Today we’ll take a closer look at the government’s eminent domain power and how it differs from the government’s police powers.
Police Powers or Eminent Domain: Why Does it Matter?
Understanding the difference between the government’s police powers and its power of eminent domain is important.
Because, generally speaking, when the government acts under its police powers, any impact that may have on property is not compensable. But, when the government acts under its eminent domain power, any impact to private property is compensable.
As a result, it is important to determine at the outset whether the government’s action constitutes a “taking” of private property or whether it is simply the “regulation” of property.
Eminent Domain vs.
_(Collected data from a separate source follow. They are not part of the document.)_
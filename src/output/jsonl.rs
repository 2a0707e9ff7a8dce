// 该文件是 Wangchuan （望川） 项目的一部分。
// src/output/jsonl.rs - JSON Lines 结果记录
//
// 本文件根据 Apache 许可证第 2.0 版（以下简称“许可证”）授权使用；
// 除非遵守该许可证条款，否则您不得使用本文件。
// 您可通过以下网址获取许可证副本：
// http://www.apache.org/licenses/LICENSE-2.0
// 除非适用法律要求或书面同意，根据本许可协议分发的软件均按“原样”提供，
// 不附带任何形式的明示或暗示的保证或条件。
// 有关许可权限与限制的具体条款，请参阅本许可协议。
//
// Copyright (C) 2026 Johann Li <me@qinka.pro>, Wareless Group

use std::{
  fs::File,
  io::{BufWriter, Write},
  path::Path,
};

use chrono::{SecondsFormat, Utc};
use serde::Serialize;
use thiserror::Error;
use tracing::error;
use url::Url;

use crate::{
  FromUrl, FromUrlWithScheme,
  model::{Classification, Detection, InferenceError},
  pipeline::{FrameResult, ResultSink},
};

#[derive(Error, Debug)]
pub enum JsonLinesSinkError {
  #[error("URI 方案不匹配")]
  SchemeMismatch,
  #[error("I/O 错误: {0}")]
  IoError(#[from] std::io::Error),
  #[error("序列化错误: {0}")]
  SerializeError(#[from] serde_json::Error),
}

#[derive(Serialize)]
struct DetectionRecord<'a> {
  x: f32,
  y: f32,
  width: f32,
  height: f32,
  confidence: f32,
  index: usize,
  label: &'a str,
}

impl<'a> From<&'a Detection> for DetectionRecord<'a> {
  fn from(det: &'a Detection) -> Self {
    Self {
      x: det.bbox.x,
      y: det.bbox.y,
      width: det.bbox.width,
      height: det.bbox.height,
      confidence: det.confidence,
      index: det.class_id,
      label: &det.label,
    }
  }
}

#[derive(Serialize)]
struct ClassificationRecord<'a> {
  confidence: f32,
  index: usize,
  label: &'a str,
}

impl<'a> From<&'a Classification> for ClassificationRecord<'a> {
  fn from(class: &'a Classification) -> Self {
    Self {
      confidence: class.confidence,
      index: class.class_id,
      label: &class.label,
    }
  }
}

#[derive(Serialize)]
#[serde(tag = "event", rename_all = "snake_case")]
enum Record<'a> {
  Result {
    time: String,
    timestamp_ms: u64,
    inference_ms: f64,
    frame_width: u32,
    frame_height: u32,
    detections: Vec<DetectionRecord<'a>>,
    #[serde(skip_serializing_if = "Vec::is_empty")]
    classifications: Vec<ClassificationRecord<'a>>,
  },
  Fps {
    time: String,
    fps: f32,
  },
  Degraded {
    time: String,
    failures: usize,
    error: String,
  },
}

fn now() -> String {
  Utc::now().to_rfc3339_opts(SecondsFormat::Millis, true)
}

/// 每个事件写一行 JSON
///
/// `jsonl:///path/to/results.jsonl` 写文件，`jsonl://stdout` 写标准输出。
pub struct JsonLinesSink<W: Write + Send> {
  writer: W,
}

pub type BoxedJsonLinesSink = JsonLinesSink<Box<dyn Write + Send>>;

impl<W: Write + Send> JsonLinesSink<W> {
  pub fn new(writer: W) -> Self {
    Self { writer }
  }

  pub fn into_inner(self) -> W {
    self.writer
  }

  fn write(&mut self, record: &Record<'_>) -> Result<(), JsonLinesSinkError> {
    serde_json::to_writer(&mut self.writer, record)?;
    self.writer.write_all(b"\n")?;
    self.writer.flush()?;
    Ok(())
  }

  fn emit(&mut self, record: Record<'_>) {
    if let Err(e) = self.write(&record) {
      error!("写入检测记录失败: {}", e);
    }
  }
}

impl BoxedJsonLinesSink {
  pub fn create<P: AsRef<Path>>(path: P) -> Result<Self, JsonLinesSinkError> {
    let file = File::create(path)?;
    Ok(Self::new(Box::new(BufWriter::new(file))))
  }

  pub fn stdout() -> Self {
    Self::new(Box::new(std::io::stdout()))
  }
}

impl FromUrlWithScheme for BoxedJsonLinesSink {
  const SCHEME: &'static str = "jsonl";
}

impl FromUrl for BoxedJsonLinesSink {
  type Error = JsonLinesSinkError;

  fn from_url(url: &Url) -> Result<Self, Self::Error> {
    if url.scheme() != Self::SCHEME {
      return Err(JsonLinesSinkError::SchemeMismatch);
    }
    match url.host_str() {
      Some("stdout") => Ok(Self::stdout()),
      _ => Self::create(url.path()),
    }
  }
}

impl<W: Write + Send> ResultSink for JsonLinesSink<W> {
  fn on_result(&mut self, result: &FrameResult) {
    self.emit(Record::Result {
      time: now(),
      timestamp_ms: result.timestamp.as_millis() as u64,
      inference_ms: result.inference_ms,
      frame_width: result.frame_size.0,
      frame_height: result.frame_size.1,
      detections: result.detections.iter().map(DetectionRecord::from).collect(),
      classifications: result
        .classifications
        .iter()
        .map(ClassificationRecord::from)
        .collect(),
    });
  }

  fn on_fps(&mut self, fps: f32) {
    self.emit(Record::Fps { time: now(), fps });
  }

  fn on_degraded(&mut self, failures: usize, error: &InferenceError) {
    self.emit(Record::Degraded {
      time: now(),
      failures,
      error: error.to_string(),
    });
  }
}

#[cfg(test)]
mod tests {
  use std::time::Duration;

  use super::*;
  use crate::model::BBox;

  #[test]
  fn writes_one_line_per_event() {
    let mut sink = JsonLinesSink::new(Vec::new());
    sink.on_result(&FrameResult {
      detections: vec![Detection {
        bbox: BBox::new(1.0, 2.0, 3.0, 4.0),
        confidence: 0.5,
        class_id: 2,
        label: "car".to_string(),
      }],
      classifications: Vec::new(),
      inference_ms: 12.5,
      timestamp: Duration::from_millis(40),
      frame_size: (640, 480),
    });
    sink.on_fps(29.5);
    sink.on_degraded(3, &InferenceError::Engine("boom".to_string()));

    let text = String::from_utf8(sink.into_inner()).unwrap();
    let lines: Vec<serde_json::Value> = text
      .lines()
      .map(|line| serde_json::from_str(line).unwrap())
      .collect();
    assert_eq!(lines.len(), 3);

    assert_eq!(lines[0]["event"], "result");
    assert_eq!(lines[0]["timestamp_ms"], 40);
    assert_eq!(lines[0]["frame_width"], 640);
    let det = &lines[0]["detections"][0];
    assert_eq!(det["label"], "car");
    assert_eq!(det["index"], 2);
    assert_eq!(det["width"], 3.0);

    assert!(lines[0].get("classifications").is_none());

    assert_eq!(lines[1]["event"], "fps");
    assert_eq!(lines[2]["event"], "degraded");
    assert_eq!(lines[2]["failures"], 3);
    assert!(lines[2]["time"].as_str().unwrap().ends_with('Z'));
  }

  #[test]
  fn file_sink_from_url() {
    let dir = tempfile::tempdir().unwrap();
    let path = dir.path().join("out.jsonl");
    let url = Url::parse(&format!("jsonl://{}", path.display())).unwrap();
    let mut sink = BoxedJsonLinesSink::from_url(&url).unwrap();
    sink.on_fps(10.0);
    drop(sink);
    let content = std::fs::read_to_string(&path).unwrap();
    assert!(content.contains("\"fps\":10.0"));
  }

  #[test]
  fn classification_results_are_written() {
    let mut sink = JsonLinesSink::new(Vec::new());
    sink.on_result(&FrameResult {
      detections: Vec::new(),
      classifications: vec![Classification {
        confidence: 0.9,
        class_id: 7,
        label: "truck".to_string(),
      }],
      inference_ms: 3.0,
      timestamp: Duration::ZERO,
      frame_size: (224, 224),
    });
    let text = String::from_utf8(sink.into_inner()).unwrap();
    let line: serde_json::Value = serde_json::from_str(text.trim()).unwrap();
    assert_eq!(line["classifications"][0]["index"], 7);
    assert_eq!(line["classifications"][0]["label"], "truck");
    assert_eq!(line["detections"].as_array().unwrap().len(), 0);
  }
}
Police Power
Although the government may take private property from you – including your house – there are specific requirements and limitations to its power of eminent domain.
One critical factor that defines the power of eminent domain is that the government cannot take property from you (either literally or by way of damaging or devaluing it) without paying you “just compensation.”
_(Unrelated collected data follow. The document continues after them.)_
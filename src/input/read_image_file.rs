// 该文件是 Wangchuan （望川） 项目的一部分。
// src/input/read_image_file.rs - 图像文件输入
//
// 本文件根据 Apache 许可证第 2.0 版（以下简称“许可证”）授权使用；
// 除非遵守该许可证条款，否则您不得使用本文件。
// 您可通过以下网址获取许可证副本：
// http://www.apache.org/licenses/LICENSE-2.0
// 除非适用法律要求或书面同意，根据本许可协议分发的软件均按“原样”提供，
// 不附带任何形式的明示或暗示的保证或条件。
// 有关许可权限与限制的具体条款，请参阅本许可协议。
//
// Copyright (C) 2026 Johann Li <me@qinka.pro>, Wareless Group

use std::path::Path;

use image::{ImageReader, RgbImage};
use thiserror::Error;
use tracing::{debug, error};
use url::Url;

use super::{query_map, query_mirror, query_rotation};
use crate::{
  FromUrl, FromUrlWithScheme,
  frame::{Frame, FrameError, Rotation},
};

#[derive(Error, Debug)]
pub enum ImageFileInputError {
  #[error("URI 方案不匹配")]
  SchemeMismatch,
  #[error("I/O 错误: {0}")]
  IoError(#[from] std::io::Error),
  #[error("图像加载错误: {0}")]
  ImageLoadError(#[from] image::ImageError),
  #[error("查询参数错误: {0}")]
  QueryError(#[from] FrameError),
}

/// 单张图像输入：`image:///path/to/photo.jpg?rotate=90`
///
/// 图像只产生一帧，`rotate` 作为帧的旋转元数据。
pub struct ImageFileInput {
  image: Option<RgbImage>,
  rotation: Rotation,
  mirror: bool,
}

impl FromUrlWithScheme for ImageFileInput {
  const SCHEME: &'static str = "image";
}

impl FromUrl for ImageFileInput {
  type Error = ImageFileInputError;

  fn from_url(url: &Url) -> Result<Self, Self::Error> {
    if url.scheme() != Self::SCHEME {
      error!(
        "URI 方案不匹配: 期望 '{}', 实际 '{}'",
        Self::SCHEME,
        url.scheme()
      );
      return Err(ImageFileInputError::SchemeMismatch);
    }

    let query = query_map(url);
    let mut input = Self::open(url.path())?;
    input.rotation = query_rotation(&query)?;
    input.mirror = query_mirror(&query);
    Ok(input)
  }
}

impl ImageFileInput {
  pub fn open<P: AsRef<Path>>(path: P) -> Result<Self, ImageFileInputError> {
    let path = path.as_ref();
    let image = ImageReader::open(path)?.decode()?.to_rgb8();
    debug!(
      "读取图像 {}: {}x{}",
      path.display(),
      image.width(),
      image.height()
    );
    Ok(Self::from_image(image))
  }

  pub fn from_image(image: RgbImage) -> Self {
    Self {
      image: Some(image),
      rotation: Rotation::Deg0,
      mirror: false,
    }
  }

  pub fn with_rotation(mut self, rotation: Rotation) -> Self {
    self.rotation = rotation;
    self
  }

  pub fn mirror(&self) -> bool {
    self.mirror
  }
}

impl Iterator for ImageFileInput {
  type Item = Frame;

  fn next(&mut self) -> Option<Self::Item> {
    let rotation = self.rotation;
    self
      .image
      .take()
      .map(|image| Frame::from_rgb_image(image).with_rotation(rotation))
  }
}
What constitutes “just” compensation is the subject of much debate and considerable case law and legal analysis. However, for purposes of this post, suffice it to say that if the government’s action constitutes a “taking” of property, it must pay the property owner.
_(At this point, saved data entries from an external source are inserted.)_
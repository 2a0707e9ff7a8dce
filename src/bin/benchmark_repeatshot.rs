// 该文件是 Wangchuan （望川） 项目的一部分。
// src/bin/benchmark_repeatshot.rs - 重复推理基准测试
//
// 本文件根据 Apache 许可证第 2.0 版（以下简称“许可证”）授权使用；
// 除非遵守该许可证条款，否则您不得使用本文件。
// 您可通过以下网址获取许可证副本：
// http://www.apache.org/licenses/LICENSE-2.0
// 除非适用法律要求或书面同意，根据本许可协议分发的软件均按“原样”提供，
// 不附带任何形式的明示或暗示的保证或条件。
// 有关许可权限与限制的具体条款，请参阅本许可协议。
//
// Copyright (C) 2026 Johann Li <me@qinka.pro>, Wareless Group

use anyhow::Result;
use clap::Parser;

use wangchuan::{
  FromUrl,
  args::CommonArgs,
  input::InputWrapper,
  model::{ModelSource, ReplayLoader},
  output::SinkWrapper,
  task::{RepeatShotTask, Task},
};

/// 对同一张图像反复检测，输出平均推理耗时
#[derive(Parser, Debug)]
#[command(author, version, about, long_about = None)]
pub struct Args {
  #[command(flatten)]
  pub common: CommonArgs,

  /// 重复次数
  #[arg(long, value_name = "REPEAT", default_value_t = 1000)]
  pub repeat: usize,
}

fn main() -> Result<()> {
  tracing_subscriber::fmt::init();

  let args = Args::parse();
  let config = args.common.pipeline_config()?;

  let input = InputWrapper::from_url(&args.common.input)?;
  let model = ModelSource::from_url(&args.common.model)?.load(&ReplayLoader)?;
  let output = SinkWrapper::from_url(&args.common.output)?;

  RepeatShotTask::new(config)
    .with_repeat(args.repeat)
    .run_task(input, model, output)?;

  Ok(())
}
The second most important factor applicable to the eminent domain power is that the government may not take private property unless it is for a public purpose. Unless the government takes private property for a public purpose, its exercise of the power is not valid.
Thus, under its eminent domain powers, the government may take private property as long it is for a public purpose and just compensation is paid for the taking.
In contrast, the government’s police powers allow it to regulate property for the benefit of the public without paying the property owner compensation.
What this means is that the government can prevent a property owner from doing certain things with his or her property. The most common examples of this are zoning and land use restrictions, and environmental or health code regulations.
So, when the government acts through its police powers – properly and without overstepping those powers – it generally does not have to pay the property owner compensation.
The argument is that because regulation of private property does not displace the property owner and does not take away his ability to use the property in a productive way, the government need not pay compensation for the property.
Can regulation of real property rise to the level of a “taking,” then?
It all depends.
As with most legal concepts, the difference between whether the government is acting under its police powers or pursuant to eminent domain is one of degree and depends upon the facts.
Eminent domain is a complex area of law. If you need more information or have questions, consult with experienced real property counsel.